§ **How to complete this task**
Report back the lines in this listing that carry the string "slow".

----

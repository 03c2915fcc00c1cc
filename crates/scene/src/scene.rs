use std::collections::BTreeMap;

use orrery_common::{BodyId, Color, Transform};

use crate::animate::{OneShot, PositionTween, ScheduledAction, Spin, Track};
use crate::passes::PassMembership;

/// Surface appearance of a body.
///
/// The shading model is `base_color * ambient + emissive *
/// emissive_intensity`. A basic material has no emissive term and therefore
/// never contributes to bloom on its own.
#[derive(Debug, Clone, Copy, PartialEq)]
pub struct Material {
    pub base_color: Color,
    pub emissive: Color,
    pub emissive_intensity: f32,
}

impl Material {
    /// Unlit flat color.
    pub fn basic(base_color: Color) -> Self {
        Self {
            base_color,
            emissive: Color::BLACK,
            emissive_intensity: 0.0,
        }
    }

    /// Color plus a self-illumination term that survives the bloom threshold.
    pub fn emissive(base_color: Color, emissive: Color, emissive_intensity: f32) -> Self {
        Self {
            base_color,
            emissive,
            emissive_intensity,
        }
    }
}

/// Scene-wide ambient illumination.
#[derive(Debug, Clone, Copy, PartialEq)]
pub struct AmbientLight {
    pub color: Color,
    pub intensity: f32,
}

impl Default for AmbientLight {
    fn default() -> Self {
        Self {
            color: Color::WHITE,
            intensity: 1.0,
        }
    }
}

/// A renderable body: transform plus material. Mesh shape is implicit
/// (the renderer draws every body as a unit sphere scaled by the transform).
#[derive(Debug, Clone, Copy, PartialEq)]
pub struct Body {
    pub transform: Transform,
    pub material: Material,
}

/// An event record produced by discrete scene happenings.
///
/// Continuous per-tick mutation (tracks) is not logged; the log stays
/// bounded over an arbitrarily long run.
#[derive(Debug, Clone, PartialEq)]
pub enum SceneEvent {
    /// Body was added to the scene.
    BodySpawned { id: BodyId },
    /// Body was removed from the scene.
    BodyRemoved { id: BodyId },
    /// A one-shot timer fired. Carries the index returned by `arm_timer`.
    TimerFired { timer: usize },
}

/// Errors from scene operations.
#[derive(Debug, thiserror::Error)]
pub enum SceneError {
    #[error("body {0:?} not found")]
    UnknownBody(BodyId),
}

/// The scene context: every subsystem handle the frame loop touches, owned
/// in one place instead of process-wide singletons.
///
/// All animated state flows through `advance`, which applies tracks in
/// registration order and then fires due one-shot timers. The host run loop
/// calls `advance` once per frame and renders afterwards, so a render never
/// observes a half-applied tick. `advance` needs no display and no clock of
/// its own, which is what makes the loop unit-testable.
#[derive(Debug, Default)]
pub struct Scene {
    bodies: BTreeMap<BodyId, Body>,
    ambient: AmbientLight,
    passes: PassMembership,
    tracks: Vec<Track>,
    timers: Vec<OneShot>,
    tick: u64,
    time: f32,
    event_log: Vec<SceneEvent>,
}

impl Scene {
    /// Create an empty scene at tick 0.
    pub fn new() -> Self {
        Self::default()
    }

    /// Number of completed `advance` calls.
    pub fn tick(&self) -> u64 {
        self.tick
    }

    /// Accumulated scene time in seconds. Monotone; timers compare against
    /// this, never against a wall clock.
    pub fn time(&self) -> f32 {
        self.time
    }

    pub fn body_count(&self) -> usize {
        self.bodies.len()
    }

    /// Read-only access to all bodies (BTreeMap for deterministic iteration).
    pub fn bodies(&self) -> &BTreeMap<BodyId, Body> {
        &self.bodies
    }

    pub fn body(&self, id: BodyId) -> Option<&Body> {
        self.bodies.get(&id)
    }

    pub fn body_mut(&mut self, id: BodyId) -> Option<&mut Body> {
        self.bodies.get_mut(&id)
    }

    pub fn ambient(&self) -> AmbientLight {
        self.ambient
    }

    pub fn set_ambient(&mut self, light: AmbientLight) {
        self.ambient = light;
    }

    /// Per-pass body membership consumed by the renderer.
    pub fn passes(&self) -> &PassMembership {
        &self.passes
    }

    pub fn passes_mut(&mut self) -> &mut PassMembership {
        &mut self.passes
    }

    /// Armed timers, in arming order.
    pub fn timers(&self) -> &[OneShot] {
        &self.timers
    }

    /// Drain and return the event log.
    pub fn drain_events(&mut self) -> Vec<SceneEvent> {
        std::mem::take(&mut self.event_log)
    }

    /// Read-only access to the event log.
    pub fn events(&self) -> &[SceneEvent] {
        &self.event_log
    }

    /// Add a body to the scene. Returns its id. The body belongs to no
    /// render pass until tagged via `passes_mut`.
    pub fn spawn(&mut self, transform: Transform, material: Material) -> BodyId {
        let id = BodyId::new();
        self.bodies.insert(
            id,
            Body {
                transform,
                material,
            },
        );
        self.event_log.push(SceneEvent::BodySpawned { id });
        id
    }

    /// Remove a body and its pass membership. Tracks and timers that named
    /// the body become no-ops. Returns the body if it existed.
    pub fn remove(&mut self, id: BodyId) -> Option<Body> {
        let removed = self.bodies.remove(&id);
        if removed.is_some() {
            self.passes.untag(id);
            self.event_log.push(SceneEvent::BodyRemoved { id });
        }
        removed
    }

    /// Register a constant-rate spin track for a body. The rotation advances
    /// a fixed angle per tick, matching a per-frame increment rather than a
    /// per-second rate.
    pub fn add_spin(&mut self, spin: Spin) -> Result<(), SceneError> {
        if !self.bodies.contains_key(&spin.body()) {
            return Err(SceneError::UnknownBody(spin.body()));
        }
        self.tracks.push(Track::Spin(spin));
        Ok(())
    }

    /// Register an eased position tween for a body, advanced on scene time.
    pub fn add_tween(&mut self, tween: PositionTween) -> Result<(), SceneError> {
        if !self.bodies.contains_key(&tween.body()) {
            return Err(SceneError::UnknownBody(tween.body()));
        }
        self.tracks.push(Track::Position(tween));
        Ok(())
    }

    /// Arm a one-shot timer that fires on the first `advance` at or past
    /// `delay_seconds` of scene time, then never again. Returns the timer's
    /// index, echoed by the `TimerFired` event.
    pub fn arm_timer(
        &mut self,
        delay_seconds: f32,
        action: ScheduledAction,
    ) -> Result<usize, SceneError> {
        let target = action.body();
        if !self.bodies.contains_key(&target) {
            return Err(SceneError::UnknownBody(target));
        }
        self.timers.push(OneShot::new(delay_seconds, action));
        Ok(self.timers.len() - 1)
    }

    /// Advance the scene by one tick.
    ///
    /// Order within a tick: tracks in registration order, then due timers.
    /// Spin tracks consume the tick itself (fixed increment per call);
    /// position tweens and timers consume `dt` (accumulated scene time).
    /// Negative `dt` is treated as zero so scene time stays monotone.
    pub fn advance(&mut self, dt: f32) {
        let dt = dt.max(0.0);
        self.tick += 1;
        self.time += dt;

        for track in &mut self.tracks {
            track.apply(&mut self.bodies, dt);
        }

        for (index, timer) in self.timers.iter_mut().enumerate() {
            if timer.due(self.time) {
                timer.fire(&mut self.bodies);
                self.event_log.push(SceneEvent::TimerFired { timer: index });
                tracing::debug!(timer = index, "one-shot timer fired");
            }
        }
    }
}

#[cfg(test)]
mod tests {
    use super::*;
    use crate::animate::Ease;
    use glam::Vec3;

    fn gray() -> Material {
        Material::basic(Color::new(0.5, 0.5, 0.5))
    }

    #[test]
    fn scene_starts_empty() {
        let s = Scene::new();
        assert_eq!(s.tick(), 0);
        assert_eq!(s.time(), 0.0);
        assert_eq!(s.body_count(), 0);
    }

    #[test]
    fn spawn_and_remove() {
        let mut s = Scene::new();
        let id = s.spawn(Transform::default(), gray());
        assert_eq!(s.body_count(), 1);
        assert!(s.body(id).is_some());

        let body = s.remove(id);
        assert!(body.is_some());
        assert_eq!(s.body_count(), 0);
        assert_eq!(s.events().len(), 2);
    }

    #[test]
    fn remove_clears_pass_membership() {
        let mut s = Scene::new();
        let id = s.spawn(Transform::default(), gray());
        s.passes_mut().tag_all(id);
        assert!(s.remove(id).is_some());
        assert!(!s.passes().in_base(id));
        assert!(!s.passes().in_bloom(id));
    }

    #[test]
    fn advance_increments_tick_exactly_once_per_call() {
        let mut s = Scene::new();
        for _ in 0..7 {
            s.advance(1.0 / 60.0);
        }
        assert_eq!(s.tick(), 7);
    }

    #[test]
    fn advance_is_cadence_independent() {
        // Irregular and zero-length frames still count one tick each.
        let mut s = Scene::new();
        for dt in [0.016, 0.200, 0.0, 0.033, 1.5] {
            s.advance(dt);
        }
        assert_eq!(s.tick(), 5);
        assert!((s.time() - 1.749).abs() < 1e-5);
    }

    #[test]
    fn negative_dt_does_not_rewind_time() {
        let mut s = Scene::new();
        s.advance(0.5);
        s.advance(-1.0);
        assert_eq!(s.time(), 0.5);
        assert_eq!(s.tick(), 2);
    }

    #[test]
    fn spin_accumulates_fixed_increment_per_tick() {
        let mut s = Scene::new();
        let id = s.spawn(Transform::default(), gray());
        s.add_spin(Spin::about_y(id, 0.01)).unwrap();

        for _ in 0..100 {
            s.advance(0.016);
        }

        let rotation = s.body(id).unwrap().transform.rotation;
        let (axis, angle) = rotation.to_axis_angle();
        assert!((angle - 1.0).abs() < 1e-4);
        assert!((axis - Vec3::Y).length() < 1e-4);
    }

    #[test]
    fn spin_ignores_dt() {
        // The spin is a per-frame increment, not a per-second rate: the
        // same tick count yields the same angle at any cadence.
        let mut fast = Scene::new();
        let mut slow = Scene::new();
        let a = fast.spawn(Transform::default(), gray());
        let b = slow.spawn(Transform::default(), gray());
        fast.add_spin(Spin::about_y(a, 0.01)).unwrap();
        slow.add_spin(Spin::about_y(b, 0.01)).unwrap();

        for _ in 0..50 {
            fast.advance(0.001);
            slow.advance(0.1);
        }
        assert_eq!(
            fast.body(a).unwrap().transform.rotation,
            slow.body(b).unwrap().transform.rotation
        );
    }

    #[test]
    fn tween_follows_ease_curve_not_per_tick_steps() {
        let mut s = Scene::new();
        let id = s.spawn(Transform::at(Vec3::new(-3.0, 1.0, 0.0), 0.52), gray());
        s.add_tween(PositionTween::looping(
            id,
            Vec3::new(-3.0, 1.0, 0.0),
            Vec3::new(3.0, 1.0, 0.0),
            15.0,
        ))
        .unwrap();

        for _ in 0..100 {
            s.advance(0.016);
        }

        let t = (100.0 * 0.016) / 15.0_f32;
        let expected_x = -3.0 + 6.0 * Ease::default().sample(t);
        let pos = s.body(id).unwrap().transform.position;
        assert!((pos.x - expected_x).abs() < 1e-4);
        assert_eq!(pos.y, 1.0);
    }

    #[test]
    fn tween_loops_back_to_start() {
        let mut s = Scene::new();
        let id = s.spawn(Transform::default(), gray());
        s.add_tween(PositionTween::looping(
            id,
            Vec3::new(-3.0, 0.0, 0.0),
            Vec3::new(3.0, 0.0, 0.0),
            2.0,
        ))
        .unwrap();

        // 2.5 s into a 2 s loop sits half a second into the second cycle.
        for _ in 0..25 {
            s.advance(0.1);
        }
        let expected_x = -3.0 + 6.0 * Ease::default().sample(0.5 / 2.0);
        let pos = s.body(id).unwrap().transform.position;
        assert!((pos.x - expected_x).abs() < 1e-4);
    }

    #[test]
    fn track_on_unknown_body_is_rejected() {
        let mut s = Scene::new();
        let ghost = BodyId::new();
        assert!(matches!(
            s.add_spin(Spin::about_y(ghost, 0.01)),
            Err(SceneError::UnknownBody(_))
        ));
    }

    #[test]
    fn timer_fires_exactly_once() {
        let mut s = Scene::new();
        let id = s.spawn(Transform::default(), gray());
        s.arm_timer(
            0.3,
            ScheduledAction::SetBaseColor {
                body: id,
                color: Color::new(1.0, 0.0, 0.0),
            },
        )
        .unwrap();

        for _ in 0..100 {
            s.advance(0.1);
        }

        let fired: Vec<_> = s
            .events()
            .iter()
            .filter(|e| matches!(e, SceneEvent::TimerFired { .. }))
            .collect();
        assert_eq!(fired.len(), 1);
        assert!(s.timers()[0].has_fired());
    }

    #[test]
    fn timer_mutation_visible_at_the_firing_tick() {
        let mut s = Scene::new();
        let original = Color::new(0.9, 0.7, 0.1);
        let shifted = Color::new(1.0, 0.0, 0.0);
        let id = s.spawn(Transform::default(), Material::basic(original));
        s.arm_timer(
            0.25,
            ScheduledAction::SetBaseColor {
                body: id,
                color: shifted,
            },
        )
        .unwrap();

        // Strictly before the delay: original color.
        s.advance(0.1);
        s.advance(0.1);
        assert_eq!(s.body(id).unwrap().material.base_color, original);

        // The advance that reaches the delay applies the change before
        // returning, so the very next render sees it.
        s.advance(0.1);
        assert_eq!(s.body(id).unwrap().material.base_color, shifted);
    }

    #[test]
    fn timer_on_unknown_body_is_rejected() {
        let mut s = Scene::new();
        let ghost = BodyId::new();
        let result = s.arm_timer(
            1.0,
            ScheduledAction::SetBaseColor {
                body: ghost,
                color: Color::BLACK,
            },
        );
        assert!(matches!(result, Err(SceneError::UnknownBody(_))));
    }

    #[test]
    fn drain_events_clears_log() {
        let mut s = Scene::new();
        s.spawn(Transform::default(), gray());
        let events = s.drain_events();
        assert_eq!(events.len(), 1);
        assert!(s.events().is_empty());
    }

    #[test]
    fn btreemap_gives_deterministic_iteration() {
        let mut s = Scene::new();
        for _ in 0..50 {
            s.spawn(Transform::default(), gray());
        }
        let keys: Vec<BodyId> = s.bodies().keys().copied().collect();
        let mut sorted = keys.clone();
        sorted.sort();
        assert_eq!(keys, sorted);
    }
}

----

§ **Response**
        let mut slow = Scene::new();
        let b = slow.spawn(Transform::default(), gray());
        slow.add_spin(Spin::about_y(b, 0.01)).unwrap();
            slow.advance(0.1);
            slow.body(b).unwrap().transform.rotation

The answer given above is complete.